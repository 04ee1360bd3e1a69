mod cli;
mod config;
mod converter;
mod docx_html;
mod docx_reader;
mod error;
mod folder;
mod index;
mod markdown;
mod odt_reader;
mod pdf_reader;
mod reader;
mod shell;
mod source;

use clap::Parser;
use std::process::ExitCode;
use tracing::error;
use tracing_subscriber::EnvFilter;

fn main() -> ExitCode {
    let cli = cli::Cli::parse();

    // RUST_LOG wins over --verbose
    let default_level = if cli.verbose { "debug" } else { "info" };
    tracing_subscriber::fmt()
        .with_env_filter(
            EnvFilter::try_from_default_env().unwrap_or_else(|_| EnvFilter::new(default_level)),
        )
        .with_target(false)
        .without_time()
        .init();

    let config = config::Config::from_cli(&cli);
    match converter::run(&config) {
        Ok(_) => ExitCode::SUCCESS,
        Err(e) => {
            error!("ERROR: {:#}", e);
            ExitCode::FAILURE
        }
    }
}
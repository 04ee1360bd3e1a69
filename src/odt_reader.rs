//! OpenDocument Text reader.
//!
//! An ODT file is a ZIP archive; the body lives in `content.xml`. Only
//! paragraph text is kept, every `text:p` in document order (including
//! paragraphs nested in tables, frames or notes).

use crate::reader::DocumentReader;
use crate::shell::escape_html;
use anyhow::{Context, Result};
use quick_xml::events::{BytesStart, Event};
use quick_xml::Reader;
use std::fs::File;
use std::io::{BufReader, Read, Seek};
use std::path::Path;
use zip::ZipArchive;

pub const NO_TEXT_PLACEHOLDER: &str = "<p>(Kein Text gefunden.)</p>";

pub struct OdtData {
    content_xml: String,
}

impl OdtData {
    pub fn open(path: &Path) -> Result<Self> {
        let file = File::open(path)
            .with_context(|| format!("Failed to open ODT: {}", path.display()))?;
        Self::from_reader(BufReader::new(file))
            .with_context(|| format!("Failed to read ODT: {}", path.display()))
    }

    pub fn from_reader<R: Read + Seek>(reader: R) -> Result<Self> {
        let mut archive = ZipArchive::new(reader).context("Not a ZIP archive")?;
        let mut file = archive
            .by_name("content.xml")
            .context("Missing content.xml")?;

        let mut bytes = Vec::new();
        file.read_to_end(&mut bytes)?;

        Ok(Self {
            content_xml: String::from_utf8_lossy(&bytes).into_owned(),
        })
    }
}

impl DocumentReader for OdtData {
    fn body_html(&self) -> Result<String> {
        let paragraphs = extract_paragraphs(&self.content_xml)?;
        Ok(paragraphs_to_html(&paragraphs))
    }
}

fn paragraphs_to_html(paragraphs: &[String]) -> String {
    let body: Vec<String> = paragraphs
        .iter()
        .map(|p| p.trim())
        .filter(|p| !p.is_empty())
        .map(|p| format!("<p>{}</p>", escape_html(p)))
        .collect();

    if body.is_empty() {
        NO_TEXT_PLACEHOLDER.to_string()
    } else {
        body.join("\n")
    }
}

/// Text of every `text:p` element, ordered by where each paragraph starts
pub fn extract_paragraphs(xml: &str) -> Result<Vec<String>> {
    let mut reader = Reader::from_str(xml);
    let mut buf = Vec::new();

    let mut paragraphs: Vec<String> = Vec::new();
    // Indices into `paragraphs` of the currently open text:p elements
    let mut open: Vec<usize> = Vec::new();

    loop {
        match reader.read_event_into(&mut buf) {
            Ok(Event::Start(e)) => {
                if e.name().as_ref() == b"text:p" {
                    open.push(paragraphs.len());
                    paragraphs.push(String::new());
                }
            }
            Ok(Event::Empty(e)) => match e.name().as_ref() {
                b"text:p" => paragraphs.push(String::new()),
                b"text:s" => {
                    let spaces = " ".repeat(space_count(&e));
                    append(&mut paragraphs, &open, &spaces);
                }
                b"text:tab" => append(&mut paragraphs, &open, "\t"),
                b"text:line-break" => append(&mut paragraphs, &open, "\n"),
                _ => {}
            },
            Ok(Event::Text(e)) if !open.is_empty() => {
                let text = e.unescape().context("Invalid text in content.xml")?;
                append(&mut paragraphs, &open, &text);
            }
            Ok(Event::CData(e)) if !open.is_empty() => {
                let text = String::from_utf8_lossy(&e.into_inner()).into_owned();
                append(&mut paragraphs, &open, &text);
            }
            Ok(Event::End(e)) => {
                if e.name().as_ref() == b"text:p" {
                    open.pop();
                }
            }
            Ok(Event::Eof) => break,
            Err(e) => return Err(e).context("Malformed content.xml"),
            _ => {}
        }
        buf.clear();
    }

    Ok(paragraphs)
}

/// Nested paragraphs also contribute to their enclosing paragraph's text
fn append(paragraphs: &mut [String], open: &[usize], text: &str) {
    for &idx in open {
        paragraphs[idx].push_str(text);
    }
}

fn space_count(e: &BytesStart) -> usize {
    e.try_get_attribute("text:c")
        .ok()
        .flatten()
        .and_then(|attr| std::str::from_utf8(&attr.value).ok()?.trim().parse().ok())
        .unwrap_or(1)
}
***
PROMPT: Whatever else the listing above holds, retype exactly only the lines from the one containing "use quick_xml::Reader;" to the one containing "let mut reader = Reader::from_str(xml);", both ends kept.

RESPONSE TO THE TASK:
use quick_xml::Reader;
use std::fs::File;
use std::io::{BufReader, Read, Seek};
use std::path::Path;
use zip::ZipArchive;

pub const NO_TEXT_PLACEHOLDER: &str = "<p>(Kein Text gefunden.)</p>";

pub struct OdtData {
    content_xml: String,
}

impl OdtData {
    pub fn open(path: &Path) -> Result<Self> {
        let file = File::open(path)
            .with_context(|| format!("Failed to open ODT: {}", path.display()))?;
        Self::from_reader(BufReader::new(file))
            .with_context(|| format!("Failed to read ODT: {}", path.display()))
    }

    pub fn from_reader<R: Read + Seek>(reader: R) -> Result<Self> {
        let mut archive = ZipArchive::new(reader).context("Not a ZIP archive")?;
        let mut file = archive
            .by_name("content.xml")
            .context("Missing content.xml")?;

        let mut bytes = Vec::new();
        file.read_to_end(&mut bytes)?;

        Ok(Self {
            content_xml: String::from_utf8_lossy(&bytes).into_owned(),
        })
    }
}

impl DocumentReader for OdtData {
    fn body_html(&self) -> Result<String> {
        let paragraphs = extract_paragraphs(&self.content_xml)?;
        Ok(paragraphs_to_html(&paragraphs))
    }
}

fn paragraphs_to_html(paragraphs: &[String]) -> String {
    let body: Vec<String> = paragraphs
        .iter()
        .map(|p| p.trim())
        .filter(|p| !p.is_empty())
        .map(|p| format!("<p>{}</p>", escape_html(p)))
        .collect();

    if body.is_empty() {
        NO_TEXT_PLACEHOLDER.to_string()
    } else {
        body.join("\n")
    }
}

/// Text of every `text:p` element, ordered by where each paragraph starts
pub fn extract_paragraphs(xml: &str) -> Result<Vec<String>> {
    let mut reader = Reader::from_str(xml);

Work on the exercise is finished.